Would you transcribe the records word for word, please?

Stored data
======
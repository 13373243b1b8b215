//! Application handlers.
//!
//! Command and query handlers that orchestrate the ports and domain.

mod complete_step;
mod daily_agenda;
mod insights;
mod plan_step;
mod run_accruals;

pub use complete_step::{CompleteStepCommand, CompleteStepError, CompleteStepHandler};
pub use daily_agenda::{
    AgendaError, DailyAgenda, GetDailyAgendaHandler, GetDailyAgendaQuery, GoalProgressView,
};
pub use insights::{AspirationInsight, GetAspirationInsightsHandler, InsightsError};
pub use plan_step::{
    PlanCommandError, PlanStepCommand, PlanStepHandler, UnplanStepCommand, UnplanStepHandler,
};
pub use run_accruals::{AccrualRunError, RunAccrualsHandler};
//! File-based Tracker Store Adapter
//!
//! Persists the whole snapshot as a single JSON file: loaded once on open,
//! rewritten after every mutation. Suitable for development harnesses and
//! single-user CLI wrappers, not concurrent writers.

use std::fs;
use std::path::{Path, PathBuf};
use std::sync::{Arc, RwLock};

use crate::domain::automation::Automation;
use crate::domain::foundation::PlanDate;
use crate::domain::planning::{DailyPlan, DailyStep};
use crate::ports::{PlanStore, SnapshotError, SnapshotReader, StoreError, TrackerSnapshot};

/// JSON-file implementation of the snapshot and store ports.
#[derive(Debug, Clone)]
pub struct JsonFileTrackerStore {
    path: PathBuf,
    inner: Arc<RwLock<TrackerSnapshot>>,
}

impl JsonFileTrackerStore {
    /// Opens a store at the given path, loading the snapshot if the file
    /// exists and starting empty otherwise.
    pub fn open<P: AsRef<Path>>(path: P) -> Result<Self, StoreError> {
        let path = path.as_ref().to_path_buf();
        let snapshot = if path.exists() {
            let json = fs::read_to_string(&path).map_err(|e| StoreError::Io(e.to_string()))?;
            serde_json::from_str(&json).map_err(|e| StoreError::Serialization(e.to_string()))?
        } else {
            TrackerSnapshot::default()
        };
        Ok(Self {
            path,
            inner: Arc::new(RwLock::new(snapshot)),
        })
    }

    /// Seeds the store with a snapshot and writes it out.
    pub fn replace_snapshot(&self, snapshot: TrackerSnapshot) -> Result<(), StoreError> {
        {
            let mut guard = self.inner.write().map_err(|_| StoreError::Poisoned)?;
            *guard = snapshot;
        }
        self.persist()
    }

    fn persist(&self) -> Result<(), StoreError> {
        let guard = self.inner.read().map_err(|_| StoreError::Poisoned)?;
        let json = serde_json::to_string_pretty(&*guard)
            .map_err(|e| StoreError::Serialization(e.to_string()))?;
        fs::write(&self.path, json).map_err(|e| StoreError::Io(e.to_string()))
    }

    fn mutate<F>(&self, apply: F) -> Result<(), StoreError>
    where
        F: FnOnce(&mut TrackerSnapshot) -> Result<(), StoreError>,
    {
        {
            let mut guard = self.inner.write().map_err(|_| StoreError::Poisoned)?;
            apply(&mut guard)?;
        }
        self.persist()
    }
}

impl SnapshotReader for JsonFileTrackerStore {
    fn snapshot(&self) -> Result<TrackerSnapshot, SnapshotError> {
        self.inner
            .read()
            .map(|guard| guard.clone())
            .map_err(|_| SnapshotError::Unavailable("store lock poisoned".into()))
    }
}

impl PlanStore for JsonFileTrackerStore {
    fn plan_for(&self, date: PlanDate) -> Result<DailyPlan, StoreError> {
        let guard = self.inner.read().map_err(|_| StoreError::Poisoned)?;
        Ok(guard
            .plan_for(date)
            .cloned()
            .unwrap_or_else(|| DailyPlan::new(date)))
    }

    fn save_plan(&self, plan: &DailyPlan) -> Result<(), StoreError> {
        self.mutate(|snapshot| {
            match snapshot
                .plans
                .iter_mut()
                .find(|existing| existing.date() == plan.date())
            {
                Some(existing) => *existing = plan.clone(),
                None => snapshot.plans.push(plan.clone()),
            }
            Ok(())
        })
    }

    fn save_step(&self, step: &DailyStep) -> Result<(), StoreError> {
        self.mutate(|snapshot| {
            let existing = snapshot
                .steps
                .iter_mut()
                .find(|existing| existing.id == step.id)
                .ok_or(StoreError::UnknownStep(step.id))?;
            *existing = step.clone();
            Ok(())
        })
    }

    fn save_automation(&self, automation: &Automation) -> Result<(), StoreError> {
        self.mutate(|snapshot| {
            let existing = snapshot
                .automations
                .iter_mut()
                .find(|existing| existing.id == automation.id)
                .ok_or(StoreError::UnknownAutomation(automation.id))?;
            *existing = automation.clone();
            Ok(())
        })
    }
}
======
■ Task result
repository 13373243b1b8b215
//! Application handlers.
//!
//! Command and query handlers that orchestrate the ports and domain.

mod complete_step;
mod daily_agenda;
mod insights;
mod plan_step;
mod run_accruals;

pub use complete_step::{CompleteStepCommand, CompleteStepError, CompleteStepHandler};
pub use daily_agenda::{
    AgendaError, DailyAgenda, GetDailyAgendaHandler, GetDailyAgendaQuery, GoalProgressView,
};
pub use insights::{AspirationInsight, GetAspirationInsightsHandler, InsightsError};
pub use plan_step::{
    PlanCommandError, PlanStepCommand, PlanStepHandler, UnplanStepCommand, UnplanStepHandler,
};
pub use run_accruals::{AccrualRunError, RunAccrualsHandler};
//! File-based Tracker Store Adapter
//!
//! Persists the whole snapshot as a single JSON file: loaded once on open,
//! rewritten after every mutation. Suitable for development harnesses and
//! single-user CLI wrappers, not concurrent writers.

use std::fs;
use std::path::{Path, PathBuf};
use std::sync::{Arc, RwLock};

use crate::domain::automation::Automation;
use crate::domain::foundation::PlanDate;
use crate::domain::planning::{DailyPlan, DailyStep};
use crate::ports::{PlanStore, SnapshotError, SnapshotReader, StoreError, TrackerSnapshot};

/// JSON-file implementation of the snapshot and store ports.
#[derive(Debug, Clone)]
pub struct JsonFileTrackerStore {
    path: PathBuf,
    inner: Arc<RwLock<TrackerSnapshot>>,
}

impl JsonFileTrackerStore {
    /// Opens a store at the given path, loading the snapshot if the file
    /// exists and starting empty otherwise.
    pub fn open<P: AsRef<Path>>(path: P) -> Result<Self, StoreError> {
        let path = path.as_ref().to_path_buf();
        let snapshot = if path.exists() {
            let json = fs::read_to_string(&path).map_err(|e| StoreError::Io(e.to_string()))?;
            serde_json::from_str(&json).map_err(|e| StoreError::Serialization(e.to_string()))?
        } else {
            TrackerSnapshot::default()
        };
        Ok(Self {
            path,
            inner: Arc::new(RwLock::new(snapshot)),
        })
    }

    /// Seeds the store with a snapshot and writes it out.
    pub fn replace_snapshot(&self, snapshot: TrackerSnapshot) -> Result<(), StoreError> {
        {
            let mut guard = self.inner.write().map_err(|_| StoreError::Poisoned)?;
            *guard = snapshot;
        }
        self.persist()
    }

    fn persist(&self) -> Result<(), StoreError> {
        let guard = self.inner.read().map_err(|_| StoreError::Poisoned)?;
        let json = serde_json::to_string_pretty(&*guard)
            .map_err(|e| StoreError::Serialization(e.to_string()))?;
        fs::write(&self.path, json).map_err(|e| StoreError::Io(e.to_string()))
    }

    fn mutate<F>(&self, apply: F) -> Result<(), StoreError>
    where
        F: FnOnce(&mut TrackerSnapshot) -> Result<(), StoreError>,
    {
        {
            let mut guard = self.inner.write().map_err(|_| StoreError::Poisoned)?;
            apply(&mut guard)?;
        }
        self.persist()
    }
}

impl SnapshotReader for JsonFileTrackerStore {
    fn snapshot(&self) -> Result<TrackerSnapshot, SnapshotError> {
        self.inner
            .read()
            .map(|guard| guard.clone())
            .map_err(|_| SnapshotError::Unavailable("store lock poisoned".into()))
    }
}

impl PlanStore for JsonFileTrackerStore {
    fn plan_for(&self, date: PlanDate) -> Result<DailyPlan, StoreError> {
        let guard = self.inner.read().map_err(|_| StoreError::Poisoned)?;
        Ok(guard
            .plan_for(date)
            .cloned()
            .unwrap_or_else(|| DailyPlan::new(date)))
    }

    fn save_plan(&self, plan: &DailyPlan) -> Result<(), StoreError> {
        self.mutate(|snapshot| {
            match snapshot
                .plans
                .iter_mut()
                .find(|existing| existing.date() == plan.date())
            {
                Some(existing) => *existing = plan.clone(),
                None => snapshot.plans.push(plan.clone()),
            }
            Ok(())
        })
    }

    fn save_step(&self, step: &DailyStep) -> Result<(), StoreError> {
        self.mutate(|snapshot| {
            let existing = snapshot
                .steps
                .iter_mut()
                .find(|existing| existing.id == step.id)
                .ok_or(StoreError::UnknownStep(step.id))?;
            *existing = step.clone();
            Ok(())
        })
    }

    fn save_automation(&self, automation: &Automation) -> Result<(), StoreError> {
        self.mutate(|snapshot| {
            let existing = snapshot
                .automations
                .iter_mut()
                .find(|existing| existing.id == automation.id)
                .ok_or(StoreError::UnknownAutomation(automation.id))?;
            *existing = automation.clone();
            Ok(())
        })
    }
}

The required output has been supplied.